Close up image of a caretaker helping older woman walk

A Texas skilled nursing facility won’t receive a review of a decision from the Department of Health and Human Services that levied a nearly $33,000 civil monetary penalty.

Surveyors penalized Cedar Manor Nursing & Rehabilitation Center in San Angelo, TX after a 2013 survey found the facility neglected to move catheter tubing and the straps of a sling away from the wheels of a resident’s wheelchair. That resident fell out of his wheelchair and broke both femurs; similar obstructions were found on a second resident’s wheelchair.

Additional penalties were added after a 2014 survey found violations of pressure-sore prevention regulations, adding to what became a total fine of $33,000. Cedar Manor appealed the fines and requested a hearing with an administrative law judge, who sided with the surveyors and upheld the penalties.

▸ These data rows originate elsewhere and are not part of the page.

use crate::game::{GameConfig, Strategy};

use super::config::TrialsConfig;
use super::error::Result;
use super::runner::MontyHallTrials;

/// Builder for constructing MontyHallTrials instances
///
/// Unset values fall back to the classic game: three doors, one reveal,
/// switching, one thousand games on a single thread.
///
/// # Example
///
/// ```
/// use monty_hall::game::Strategy;
/// use monty_hall::trials::TrialsBuilder;
///
/// let trials = TrialsBuilder::new()
///     .door_count(10)
///     .reveal_count(8)
///     .strategy(Strategy::Switch)
///     .game_instances(5_000)
///     .threads(2)
///     .seed(42)
///     .build()?;
///
/// assert_eq!(trials.game().door_count(), 10);
/// # Ok::<(), monty_hall::trials::TrialsError>(())
/// ```
#[derive(Debug, Default)]
pub struct TrialsBuilder {
    game: Option<GameConfig>,
    door_count: Option<usize>,
    reveal_count: Option<usize>,
    strategy: Option<Strategy>,
    game_instances: Option<usize>,
    seed: Option<u64>,
    threads: Option<usize>,
}

impl TrialsBuilder {
    /// Create a new builder with default values
    pub fn new() -> Self {
        Self::default()
    }

    /// Use an already validated game configuration
    ///
    /// Door count, reveal count and strategy set afterwards override the
    /// matching parts of it.
    pub fn game(mut self, game: GameConfig) -> Self {
        self.game = Some(game);
        self
    }

    /// Set the number of doors in each game
    pub fn door_count(mut self, door_count: usize) -> Self {
        self.door_count = Some(door_count);
        self
    }

    /// Set the number of doors the host opens in each game
    pub fn reveal_count(mut self, reveal_count: usize) -> Self {
        self.reveal_count = Some(reveal_count);
        self
    }

    /// Set the contestant's strategy
    pub fn strategy(mut self, strategy: Strategy) -> Self {
        self.strategy = Some(strategy);
        self
    }

    /// Set the number of games to play
    pub fn game_instances(mut self, game_instances: usize) -> Self {
        self.game_instances = Some(game_instances);
        self
    }

    /// Set the random seed for reproducibility
    pub fn seed(mut self, seed: u64) -> Self {
        self.seed = Some(seed);
        self
    }

    /// Set the number of worker threads
    pub fn threads(mut self, threads: usize) -> Self {
        self.threads = Some(threads);
        self
    }

    /// Build the MontyHallTrials
    ///
    /// Returns an error if the game or the run configuration is invalid.
    pub fn build(self) -> Result<MontyHallTrials> {
        let defaults = TrialsConfig::default();
        let base = self.game.unwrap_or(defaults.game);

        let game = GameConfig::new(
            self.door_count.unwrap_or(base.door_count()),
            self.reveal_count.unwrap_or(base.reveal_count()),
            self.strategy.unwrap_or(base.strategy()),
        )?;

        let config = TrialsConfig {
            game,
            game_instances: self.game_instances.unwrap_or(defaults.game_instances),
            seed: self.seed,
            threads: self.threads.unwrap_or(defaults.threads),
        };

        config.validate()?;

        Ok(MontyHallTrials::new(config))
    }
}

/// Shorthand for the builder when only the game needs setting
impl From<GameConfig> for TrialsBuilder {
    fn from(game: GameConfig) -> Self {
        Self::new().game(game)
    }
}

While Cedar Manor “does not dispute the facts that support the findings of non-compliance,” the facility argued “that neither isolated incidents nor a generalized finding of neglect can be the basis for a finding of noncompliance,” according to an records published Thursday by the U.S. Court of Appeals for the Fifth Circuit.

The court denied Cedar Manor’s request for review, stating the imposition of the fines were “neither arbitrary nor capricious and are supported by substantial evidence.”